Premiere week kick-off begins at House of Vans with Danny Brown concert doc.
House of Vans and Rooftop Films partner to bring the world premiere of Danny Brown: Live at the Majestic

In a world full of bullshit and bullshitters, Danny Brown is as clean as a whistle. In fact, his authenticity is perhaps as pure as a baby bull’s shit. No matter how it’s put, Danny Brown is a true artist, and there’s a new documentary out tonight that will school you on the matter.

Directed by Andrew Cohn (of Medora fame), Danny Brown: Live at the Majestic captures raw moments with the indie rapper as he prepares for a homecoming show at The Majestic Theatre in Detroit. With 21 cameras, Cohn’s crew captured full coverage of the live show, but the documentary also includes intimate footage with Danny in his own hometown.

The film premieres tonight at House of Vans in Greenpoint as part of the Rooftop Films Summer Series, and it will be followed up with a live performance by Danny Brown himself.

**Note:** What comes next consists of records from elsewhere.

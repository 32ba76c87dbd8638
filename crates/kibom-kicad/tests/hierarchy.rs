//! End-to-end: parse a three-file design, resolve the hierarchy, check the
//! page tree, BOM and root-document queries the CLI relies on.

use kibom_kicad::KicadParser;
use kibom_sch::{SchematicHierarchy, SchematicSource};

const TOP: &str = r#"
    (kicad_sch (version 20231120) (generator "eeschema")
      (uuid "root-uuid")
      (symbol (lib_id "MCU_Module:ESP32") (at 10 10 0)
        (in_bom yes) (dnp no)
        (uuid "mcu-1")
        (property "Reference" "U1")
        (property "Value" "ESP32-WROOM")
        (property "Footprint" "Module:ESP32")
        (property "Datasheet" "https://example.com/esp32.pdf"))
      (hierarchical_label "EN" (at 0 0 0) (uuid "hl-en"))
      (sheet (at 50 50)
        (uuid "sheet-power")
        (property "Sheetname" "Power")
        (property "Sheetfile" "power.kicad_sch")
        (instances (project "demo" (path "/root-uuid" (page "2")))))
      (sheet (at 80 50)
        (uuid "sheet-io")
        (property "Sheetname" "IO")
        (property "Sheetfile" "io.kicad_sch")
        (instances (project "demo" (path "/root-uuid" (page "3")))))
    )
"#;

const POWER: &str = r##"
    (kicad_sch (uuid "power-uuid")
      (symbol (lib_id "Device:R") (uuid "p-r1")
        (in_bom yes) (dnp no)
        (property "Reference" "R1")
        (property "Value" "10k")
        (property "Footprint" "Resistor_SMD:R_0603_1608Metric"))
      (symbol (lib_id "power:GND") (uuid "p-gnd")
        (in_bom yes)
        (property "Reference" "#PWR01")
        (property "Value" "GND"))
      (global_label "VBUS" (at 0 0 0) (uuid "gl-vbus"))
    )
"##;

const IO: &str = r#"
    (kicad_sch (uuid "io-uuid")
      (symbol (lib_id "Device:R") (uuid "i-r2")
        (in_bom yes) (dnp no)
        (property "Reference" "R2")
        (property "Value" "10k")
        (property "Footprint" "Resistor_SMD:R_0603_1608Metric"))
      (symbol (lib_id "Device:C") (uuid "i-c1")
        (in_bom yes) (dnp yes)
        (property "Reference" "C1")
        (property "Value" "100n")
        (property "Footprint" "Capacitor_SMD:C_0603_1608Metric"))
    )
"#;

fn load_design() -> SchematicHierarchy {
    // Shuffled on purpose: load order must not decide the root.
    let sources = vec![
        SchematicSource::new("archive/io.kicad_sch", IO),
        SchematicSource::new("archive/top.kicad_sch", TOP),
        SchematicSource::new("archive/power.kicad_sch", POWER),
    ];
    let mut hierarchy = SchematicHierarchy::new();
    hierarchy.load(&sources, &KicadParser).unwrap();
    hierarchy
}

#[test]
fn resolves_the_root_document() {
    let hierarchy = load_design();
    let root = hierarchy.root_document().unwrap();
    assert_eq!(root.filename(), "top.kicad_sch");
    assert!(kibom_kicad::is_schematic_filename(root.filename()));
}

#[test]
fn builds_the_page_tree_in_page_order() {
    let hierarchy = load_design();
    let pages: Vec<_> = hierarchy.pages().collect();
    assert_eq!(pages.len(), 3);

    assert_eq!(pages[0].filename, "top.kicad_sch");
    assert_eq!(pages[0].sheet_path, "");
    assert_eq!(pages[0].name.as_deref(), Some("Root"));

    assert_eq!(pages[1].filename, "power.kicad_sch");
    assert_eq!(pages[1].sheet_path, "/root-uuid/sheet-power");
    assert_eq!(pages[1].page.as_deref(), Some("2"));

    assert_eq!(pages[2].filename, "io.kicad_sch");
    assert_eq!(pages[2].project_path(), "io.kicad_sch:/root-uuid/sheet-io");
}

#[test]
fn aggregates_the_bom_across_pages() {
    let hierarchy = load_design();
    let bom = hierarchy.bom();

    // ESP32, the shared 10k/0603 resistor, and the DNP capacitor; the power
    // flag symbol never shows up.
    assert_eq!(bom.len(), 3);
    assert_eq!(bom[0].name, "ESP32-WROOM");
    assert_eq!(bom[1].name, "10k");
    assert_eq!(bom[1].quantity(), 2);
    assert_eq!(bom[1].references(), ["R1", "R2"]);
    assert_eq!(bom[2].name, "100n");
    assert!(bom[2].dnp);

    assert_eq!(hierarchy.designator("R1"), Some("p-r1"));
    assert!(hierarchy.designator("#PWR01").is_none());
}

#[test]
fn exposes_root_ports() {
    let hierarchy = load_design();
    let root = hierarchy.root_document().unwrap();

    let labels = root.hierarchical_labels();
    assert_eq!(labels.len(), 1);
    assert_eq!(labels[0].text, "EN");

    let power = hierarchy.document("power.kicad_sch").unwrap();
    let ports = power.power_symbols();
    assert_eq!(ports.len(), 1);
    assert_eq!(ports[0].reference, "#PWR01");
}

#[test]
fn indexes_labels_across_documents() {
    let hierarchy = load_design();
    assert_eq!(hierarchy.labels_by_name("EN").len(), 1);
    assert_eq!(hierarchy.net_item("gl-vbus").unwrap().filename, "power.kicad_sch");
}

Andrew Cohn, whose career initially started with screenwriting in Los Angeles, but who is now based in Brooklyn, enjoyed much success with his first documentary, Medora. The heart-wrenching doc follows a seemingly hopeless small-town high school basketball team through their losing streak in Medora, Indiana. The film premiered at SXSW, and it won an Emmy last year. 

Andrew Cohn at this year's Tribeca Film Festival. (Photo credit: Demis Maryannakiss)
Andrew Cohn at this year’s Tribeca Film Festival. (Photo credit: Demis Maryannakiss)

Danny Brown: Live at the Majestic is one of Cohn’s newest documentaries (he also just finished Night School). This time, as with Medora, he seems to have been born to make this film. As a Michiganian, Cohn was a fan of Danny Brown before the rapper’s fame hit global proportions — before XXX or Old hit the charts — back when Brown was just a drug dealer in Detroit trying to make it as a rapper. Cohn says he remembers when it was a big deal whenever Danny was featured on the cover of “Metro Times” in Detroit. As a fellow Midwestern artist, he’s enjoyed seeing Brown’s fame rise as his own filmmaking success has evolved.

I had the chance to catch up with Cohn about the documentary — how it came about and what it was like working with the creative force that is Danny Brown. 

Greenpointers: What made you decide to make a doc on Danny Brown?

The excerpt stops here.